To increase transparency, PeerJ operates a system of 'optional signed reviews and history'. This takes two forms: (1) peer reviewers are encouraged, but not required, to provide their names (if they do so, then their profile page records the articles they have reviewed), and (2) authors are given the option of reproducing their entire peer review history alongside their published article (in which case the complete peer review process is provided, including revisions, rebuttal letters and editor decision letters).
I believe you have addressed the comments sufficiently.
There are only minor suggested revisions. Please see them below.
The article meets the basic reporting standards.

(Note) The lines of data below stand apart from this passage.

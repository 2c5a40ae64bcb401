pub mod grid;
pub mod orchestrator;
pub mod space;

pub use grid::TrialEnumerator;
pub use orchestrator::{pareto_frontier, run_search, select_recommended, SearchResults, TrialResult, TrialSink};
pub use space::PromptSpace;
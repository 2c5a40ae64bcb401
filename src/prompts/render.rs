//! Deterministic prompt rendering.
//!
//! The instruction prefix is built from one fragment per set dimension, in
//! the fixed order style, reasoning, format, brevity. The `\n\nInput: ` and
//! `\nOutput:` framing is what the model expects and must not change.

use crate::models::{Brevity, Format, PromptConfig, Reasoning, Style};

pub fn style_fragment(style: Style) -> Option<&'static str> {
    match style {
        Style::Unset => None,
        Style::Concise => Some("Please summarize the following text."),
        Style::Role => Some("You are a summarization expert. Please summarize."),
        Style::Stepwise => Some("Summarize step by step:"),
        Style::FewShot => {
            Some("Example:\nText: ... Summary: ...\nNow you: summarize the following text.")
        }
        Style::ChainOfThought => Some("Think step by step, then summarize:"),
    }
}

pub fn reasoning_fragment(reasoning: Reasoning) -> Option<&'static str> {
    match reasoning {
        Reasoning::Unset => None,
        Reasoning::Brief => Some("Provide a brief rationale."),
        Reasoning::Bounded => Some("Explain concisely why you chose this summary."),
        Reasoning::Detailed => Some("Provide a detailed explanation of your reasoning."),
    }
}

pub fn format_fragment(format: Format) -> Option<&'static str> {
    match format {
        Format::Unset => None,
        Format::Bullets => Some("Use bullet points."),
        Format::Json => Some("Output in valid JSON format."),
        Format::Table => Some("Present results in a table."),
    }
}

pub fn brevity_fragment(brevity: Brevity) -> Option<&'static str> {
    match brevity {
        Brevity::Unset => None,
        Brevity::OneSentence => Some("Limit your summary to exactly one sentence."),
        Brevity::ThreeSentences => Some("Limit your summary to up to three sentences."),
        Brevity::Words50 => Some("Limit your summary to 50 words or fewer."),
        Brevity::Tokens50 => Some("Limit your summary to 50 tokens or fewer."),
    }
}

/// Render the full prompt for `doc` under `cfg`.
pub fn render_prompt(doc: &str, cfg: &PromptConfig) -> String {
    let fragments: Vec<&str> = [
        style_fragment(cfg.style),
        reasoning_fragment(cfg.reasoning),
        format_fragment(cfg.format),
        brevity_fragment(cfg.brevity),
    ]
    .into_iter()
    .flatten()
    .collect();

    format!("{}\n\nInput: {}\nOutput:", fragments.join(" "), doc)
}

#[cfg(test)]
mod tests {
    use super::*;
    use crate::models::Dimension;

    #[test]
    fn test_concise_one_sentence() {
        let cfg = PromptConfig::new(Style::Concise, Reasoning::Unset, Format::Unset, Brevity::OneSentence);
        assert_eq!(
            render_prompt("The cat sat.", &cfg),
            "Please summarize the following text. Limit your summary to exactly one sentence.\n\nInput: The cat sat.\nOutput:"
        );
    }

    #[test]
    fn test_empty_config_has_empty_prefix() {
        assert_eq!(
            render_prompt("doc", &PromptConfig::default()),
            "\n\nInput: doc\nOutput:"
        );
    }

    #[test]
    fn test_fragments_follow_dimension_order() {
        let cfg = PromptConfig::new(Style::Stepwise, Reasoning::Brief, Format::Table, Brevity::Words50);
        let prompt = render_prompt("x", &cfg);
        assert_eq!(
            prompt,
            "Summarize step by step: Provide a brief rationale. Present results in a table. \
             Limit your summary to 50 words or fewer.\n\nInput: x\nOutput:"
        );
    }

    #[test]
    fn test_few_shot_keeps_embedded_newlines() {
        let cfg = PromptConfig {
            style: Style::FewShot,
            format: Format::Json,
            ..Default::default()
        };
        assert!(render_prompt("d", &cfg).starts_with(
            "Example:\nText: ... Summary: ...\nNow you: summarize the following text. Output in valid JSON format.\n\n"
        ));
    }

    #[test]
    fn test_every_set_value_has_a_fragment() {
        for v in Style::VALUES {
            assert_eq!(style_fragment(*v).is_none(), v.is_unset());
        }
        for v in Reasoning::VALUES {
            assert_eq!(reasoning_fragment(*v).is_none(), v.is_unset());
        }
        for v in Format::VALUES {
            assert_eq!(format_fragment(*v).is_none(), v.is_unset());
        }
        for v in Brevity::VALUES {
            assert_eq!(brevity_fragment(*v).is_none(), v.is_unset());
        }
    }

    #[test]
    fn test_render_is_deterministic() {
        let cfg = PromptConfig::new(Style::Role, Reasoning::Detailed, Format::Bullets, Brevity::Tokens50);
        assert_eq!(render_prompt("same", &cfg), render_prompt("same", &cfg));
    }
}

The methodological approach is sound. Minor comments:
1. What was the total number of alerts? I assume it was around 1500 given the median of two per patient. This could be better clarified especially in the results, line 125. It reads as if there were 795 alerts, but I think there were 795 unique patients in whom the alert fired.
2. After discussion with my statistical colleagues, I believe that the statement made (Methods, line 98) is not quite accurate. Sensitivity and specificity can be estimated without manual chart review of ALL negative subjects. With a known/anticipated prevalence, a smaller subset can be reviewed to estimate the prevalence (with a certain degree of confidence) in the negative alert patients. The number needed may still be larger than the authors are able to review, but I do not believe reviewing all negative is required.
Now that formal estimates of sensitivity and specificity are not attempted, the results more appropriately match the methodology.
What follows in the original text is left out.